On the 24th she was able to go with her mother to see the fair.
But on the 27th, as she was working in an upper room at her picture, the pain became so violent, that she with difficulty went down stairs to the room where Barbara was ill in bed, and sitting down on the edge of it, said, "Oh! sister, I have so dreadful a pain in my stomach, that I feel as if I were dying!"
Barbara seeing the sudden changes in her colour, and contortions of her features, feared that she really was about to die; and hurriedly called their mother, who was in the next room. The mother immediately got her into bed; and a succession of fainting fits, accompanied by profuse cold perspirations followed. A messenger sent in haste to Dr. Gallerati, not finding him at home, brought a Doctor Mattaselani, who was, it appears, one of the leading physicians of the city. This gentleman ordered her purgatives, and ointment for exterior use.

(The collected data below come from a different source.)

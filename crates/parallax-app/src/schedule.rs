//! Host schedule stages and the fixed-step runner.

use bevy_ecs::prelude::*;
use bevy_ecs::schedule::{IntoSystemConfigs, ScheduleLabel};
use tracing::debug;

/// Host execution stages, run in this order every frame.
#[derive(ScheduleLabel, Debug, Clone, Copy, PartialEq, Eq, Hash)]
pub enum HostStage {
    /// Variable-rate frame logic (world switching, camera follow).
    Update,
    /// Fixed-rate simulation (locomotion, physics).
    FixedUpdate,
    /// After simulation (follow target refresh).
    PostUpdate,
}

/// The three host schedules plus the fixed-step accumulator.
///
/// `FixedUpdate` is driven by *scaled* frame time, so a slowed time scale
/// runs fewer fixed steps per frame.
pub struct HostSchedules {
    update: Schedule,
    fixed_update: Schedule,
    post_update: Schedule,
    fixed_accumulator: f64,
    fixed_dt: f64,
    max_fixed_steps: u32,
}

impl HostSchedules {
    pub fn new(fixed_dt: f32, max_fixed_steps: u32) -> Self {
        Self {
            update: Schedule::new(HostStage::Update),
            fixed_update: Schedule::new(HostStage::FixedUpdate),
            post_update: Schedule::new(HostStage::PostUpdate),
            fixed_accumulator: 0.0,
            fixed_dt: f64::from(fixed_dt),
            max_fixed_steps,
        }
    }

    /// Register a system (or system tuple) into a stage.
    pub fn add_system<M>(&mut self, stage: HostStage, system: impl IntoSystemConfigs<M>) {
        self.schedule_mut(stage).add_systems(system);
    }

    pub fn schedule_mut(&mut self, stage: HostStage) -> &mut Schedule {
        match stage {
            HostStage::Update => &mut self.update,
            HostStage::FixedUpdate => &mut self.fixed_update,
            HostStage::PostUpdate => &mut self.post_update,
        }
    }

    pub fn run_update(&mut self, world: &mut World) {
        self.update.run(world);
    }

    /// Runs the fixed steps owed for `scaled_dt` more seconds of simulation,
    /// at most `max_fixed_steps`. Time owed beyond the cap is dropped.
    ///
    /// `before_step` runs ahead of each step, e.g. to publish the step index.
    pub fn run_fixed(
        &mut self,
        world: &mut World,
        scaled_dt: f32,
        mut before_step: impl FnMut(&mut World),
    ) -> u32 {
        self.fixed_accumulator += f64::from(scaled_dt);
        let mut steps = 0;
        while self.fixed_accumulator >= self.fixed_dt && steps < self.max_fixed_steps {
            before_step(world);
            self.fixed_update.run(world);
            self.fixed_accumulator -= self.fixed_dt;
            steps += 1;
        }
        if self.fixed_accumulator >= self.fixed_dt {
            debug!(
                dropped = self.fixed_accumulator,
                steps, "fixed step cap reached, dropping owed time"
            );
            self.fixed_accumulator %= self.fixed_dt;
        }
        steps
    }

    pub fn run_post_update(&mut self, world: &mut World) {
        self.post_update.run(world);
    }

    /// Returns the current fixed-update accumulator value in seconds.
    pub fn fixed_accumulator(&self) -> f64 {
        self.fixed_accumulator
    }

    /// Force-initialize all schedules, validating the dependency graph.
    pub fn initialize_all(&mut self, world: &mut World) {
        for schedule in [
            &mut self.update,
            &mut self.fixed_update,
            &mut self.post_update,
        ] {
            let _ = schedule.initialize(world);
        }
    }
}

Her mother in the meantime had given her a dose of "Theriaca," that time–honoured Venetian medicine, which was then celebrated all over Europe. It is a very thick oily substance, compounded of some fifty different ingredients, the receipt for which is said, with much probability, to have been brought from the East by the Venetians at a very early period. It was a specific adapted to the then state of medical science, no doubt. But it is a curious fact worth noticing, that this "triaca" as the Lombards call it, is still manufactured at Venice from the old recipe, is still prepared by the principal—perhaps only—manufacturer annually on the same fixed day set apart for generations for this purpose; and quainter still, that on that day the persons employed in the process, dress themselves in fifteenth century costume, and thus accoutred make their fire, bring out their cauldrons, and concoct their medicament on one of the open "campi" of Venice, amid a concourse of people assembled to watch the annual ceremony. Theriaca now–a–days hardly finds its way beyond Venice and the neighbouring parts of Lombardy. But within those limits hardly a peasant's cottage would be found without its bottle of the drug, in which their ancestors placed their faith for so many generations.
THERIACA.
The Theriaca, however, as may be supposed, availed nothing to our poor Elisabetta; and the treatment of Dr. Mattaselani as little. The fainting–fits and cold–sweats continued the whole night. In the morning of the 28th came Dr. Gallerati, and ordered more purgatives, more ointment, and the application of the diaphragm of a sheep to the stomach! And when no advantage was found to result from this, he gave the patient the celebrated poison antidote "Bezoar," and the "Olio del Granduca;"—the Grand–duke's oil;—an antidote prepared, it should seem, in that Medicean laboratory of poisons in the Uffizi at Florence, which may well be believed to have been more successful in the preparation of them than in its providing antidotes against them.
When the Bezoar and the Grand–duke's oil failed to produce any abatement in the symptoms, the parish priest was sent for! And thus the young artist life, so rich in promise, and in dreams of beauty yet to be embodied, of long years of labour, and praise to be won, was cut short in its spring.
Elisabetta, intent only on her art, and habituated to a wholly objective frame of mind, had made so little account of the symptoms of malady that had manifested themselves during the last four or five months of her life, that her death struck her bereaved family as a wholly sudden and inexplicable calamity. Poison was the first thing that occurred to them. Indeed the idea had already presented itself to the physicians, as is evident from the treatment. The practice of poisoning was so common in Italy in those ages, and the perpetration of it was rendered so little hazardous by the prevailing ignorance of pathological anatomy, that every death arising from causes not understood, was immediately attributed to this crime. And as a medical decision to that effect was a very convenient screen for medical ignorance, the faculty were by no means backward in encouraging and increasing the popular suspiciousness on the subject.
Poor Giovanni, therefore, was readily convinced that his daughter had died by poison; and ordered a post–mortem examination of her body, as the first step towards a judicial investigation. So the body was opened by the hospital barber, the recognised operator on such occasions, in the presence of Doctors Gallerati and Mattaselani, and other four of the first practitioners of Bologna.
Gallerati, the family medical man, who had already, it is to be observed, treated her case as one of poisoning, reported to the father, as the result of the examination, that a hole was found in the lower part of the stomach, large enough for a pea to pass, that around the hole there was a livid circle appearing as if burned with a hot iron, that the bowels were much inflamed, the diaphragm corroded, and that these appearances could only have been produced by the action of a corrosive poison. But on Sirani further questioning him on the nature of the poison, he answered, that it was certainly corrosive, "but whether administered to her, or generated naturally, was not a matter to speak with him—the father—on, as he had already given his opinion in the consultation of physicians."